TASK DETAILS: Please work out how many lines in the entries contain "eprintln", then give that number with nothing added.

Data entries:
════════

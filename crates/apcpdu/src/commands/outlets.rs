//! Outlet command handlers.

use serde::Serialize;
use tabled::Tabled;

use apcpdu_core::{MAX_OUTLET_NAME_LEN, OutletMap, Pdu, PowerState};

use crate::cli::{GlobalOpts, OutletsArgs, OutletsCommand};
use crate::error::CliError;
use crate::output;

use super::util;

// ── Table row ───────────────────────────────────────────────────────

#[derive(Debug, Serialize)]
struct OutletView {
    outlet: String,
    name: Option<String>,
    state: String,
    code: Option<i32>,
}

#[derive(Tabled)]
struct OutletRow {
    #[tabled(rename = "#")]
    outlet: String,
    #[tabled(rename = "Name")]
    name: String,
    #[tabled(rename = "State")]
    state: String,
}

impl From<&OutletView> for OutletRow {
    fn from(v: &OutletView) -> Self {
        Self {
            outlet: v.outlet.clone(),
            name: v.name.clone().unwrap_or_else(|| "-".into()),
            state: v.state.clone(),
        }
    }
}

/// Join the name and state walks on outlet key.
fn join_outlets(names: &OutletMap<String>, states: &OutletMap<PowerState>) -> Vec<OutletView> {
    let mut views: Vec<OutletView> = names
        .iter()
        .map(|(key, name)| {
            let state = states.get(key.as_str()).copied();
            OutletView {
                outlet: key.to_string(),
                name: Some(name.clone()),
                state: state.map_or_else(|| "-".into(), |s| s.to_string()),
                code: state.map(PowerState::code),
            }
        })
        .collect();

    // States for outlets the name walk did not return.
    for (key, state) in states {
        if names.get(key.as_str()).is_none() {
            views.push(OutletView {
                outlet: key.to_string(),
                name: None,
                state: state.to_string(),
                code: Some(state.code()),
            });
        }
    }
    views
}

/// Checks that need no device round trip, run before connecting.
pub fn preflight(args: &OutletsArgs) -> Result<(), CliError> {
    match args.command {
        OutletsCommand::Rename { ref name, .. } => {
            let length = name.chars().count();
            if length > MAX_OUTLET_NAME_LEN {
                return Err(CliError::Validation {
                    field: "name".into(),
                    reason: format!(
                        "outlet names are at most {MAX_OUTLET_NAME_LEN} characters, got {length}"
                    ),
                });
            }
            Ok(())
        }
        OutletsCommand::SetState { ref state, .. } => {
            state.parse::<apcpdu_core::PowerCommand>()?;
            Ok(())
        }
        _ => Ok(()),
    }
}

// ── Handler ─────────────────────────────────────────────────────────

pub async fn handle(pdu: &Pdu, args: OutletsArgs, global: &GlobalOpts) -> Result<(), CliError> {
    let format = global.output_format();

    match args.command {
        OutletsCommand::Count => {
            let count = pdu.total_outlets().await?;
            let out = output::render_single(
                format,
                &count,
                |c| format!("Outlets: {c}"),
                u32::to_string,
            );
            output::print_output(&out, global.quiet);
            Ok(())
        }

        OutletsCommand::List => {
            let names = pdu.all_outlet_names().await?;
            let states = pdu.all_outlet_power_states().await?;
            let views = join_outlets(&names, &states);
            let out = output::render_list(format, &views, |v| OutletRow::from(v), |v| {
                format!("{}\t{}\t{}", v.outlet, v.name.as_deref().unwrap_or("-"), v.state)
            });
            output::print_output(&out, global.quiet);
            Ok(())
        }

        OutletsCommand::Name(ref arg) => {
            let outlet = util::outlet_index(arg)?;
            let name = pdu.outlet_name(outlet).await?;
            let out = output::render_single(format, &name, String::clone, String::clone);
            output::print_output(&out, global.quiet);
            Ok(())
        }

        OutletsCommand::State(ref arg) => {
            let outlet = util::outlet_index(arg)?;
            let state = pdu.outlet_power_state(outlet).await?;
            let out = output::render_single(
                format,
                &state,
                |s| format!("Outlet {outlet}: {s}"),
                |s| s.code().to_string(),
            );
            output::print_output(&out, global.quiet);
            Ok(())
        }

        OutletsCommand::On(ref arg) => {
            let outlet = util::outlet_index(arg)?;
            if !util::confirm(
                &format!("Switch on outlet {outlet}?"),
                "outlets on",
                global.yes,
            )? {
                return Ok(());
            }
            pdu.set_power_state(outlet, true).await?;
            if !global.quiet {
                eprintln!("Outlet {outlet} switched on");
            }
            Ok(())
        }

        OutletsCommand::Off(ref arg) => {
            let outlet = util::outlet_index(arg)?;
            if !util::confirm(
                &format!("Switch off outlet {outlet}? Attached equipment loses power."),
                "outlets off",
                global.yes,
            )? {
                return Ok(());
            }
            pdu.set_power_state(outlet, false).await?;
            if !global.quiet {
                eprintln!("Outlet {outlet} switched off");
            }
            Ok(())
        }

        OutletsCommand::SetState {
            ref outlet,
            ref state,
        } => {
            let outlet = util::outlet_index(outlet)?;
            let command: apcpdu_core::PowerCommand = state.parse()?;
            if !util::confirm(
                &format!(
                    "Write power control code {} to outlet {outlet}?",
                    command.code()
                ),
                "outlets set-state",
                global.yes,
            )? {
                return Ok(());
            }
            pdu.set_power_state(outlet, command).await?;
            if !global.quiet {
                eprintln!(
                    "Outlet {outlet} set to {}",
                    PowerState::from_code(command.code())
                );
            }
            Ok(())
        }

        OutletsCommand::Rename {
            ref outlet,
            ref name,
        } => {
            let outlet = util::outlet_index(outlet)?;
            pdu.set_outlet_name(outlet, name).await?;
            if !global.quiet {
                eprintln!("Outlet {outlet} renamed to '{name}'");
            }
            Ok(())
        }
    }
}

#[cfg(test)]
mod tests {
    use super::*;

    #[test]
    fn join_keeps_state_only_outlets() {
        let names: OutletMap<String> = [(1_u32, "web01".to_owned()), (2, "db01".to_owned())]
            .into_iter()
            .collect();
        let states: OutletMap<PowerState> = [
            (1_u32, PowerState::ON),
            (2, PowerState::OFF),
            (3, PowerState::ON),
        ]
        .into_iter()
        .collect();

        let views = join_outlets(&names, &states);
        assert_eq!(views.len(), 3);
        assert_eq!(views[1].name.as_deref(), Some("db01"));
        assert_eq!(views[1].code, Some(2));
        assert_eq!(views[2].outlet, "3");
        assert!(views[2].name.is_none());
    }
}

════════

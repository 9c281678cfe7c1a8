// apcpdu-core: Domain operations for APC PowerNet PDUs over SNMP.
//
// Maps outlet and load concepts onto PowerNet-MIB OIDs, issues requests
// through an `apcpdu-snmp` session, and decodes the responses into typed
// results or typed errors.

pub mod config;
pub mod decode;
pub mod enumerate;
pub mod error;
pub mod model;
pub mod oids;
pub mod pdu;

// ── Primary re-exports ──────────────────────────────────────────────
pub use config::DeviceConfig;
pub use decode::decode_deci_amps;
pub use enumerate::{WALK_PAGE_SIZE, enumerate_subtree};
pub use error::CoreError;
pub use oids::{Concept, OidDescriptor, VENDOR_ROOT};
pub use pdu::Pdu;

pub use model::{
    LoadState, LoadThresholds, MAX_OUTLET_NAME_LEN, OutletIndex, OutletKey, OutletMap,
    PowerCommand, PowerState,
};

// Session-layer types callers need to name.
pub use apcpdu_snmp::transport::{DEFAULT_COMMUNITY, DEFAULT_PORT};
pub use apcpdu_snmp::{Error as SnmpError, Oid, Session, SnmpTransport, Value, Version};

════════

EXPECTED ANSWER: 4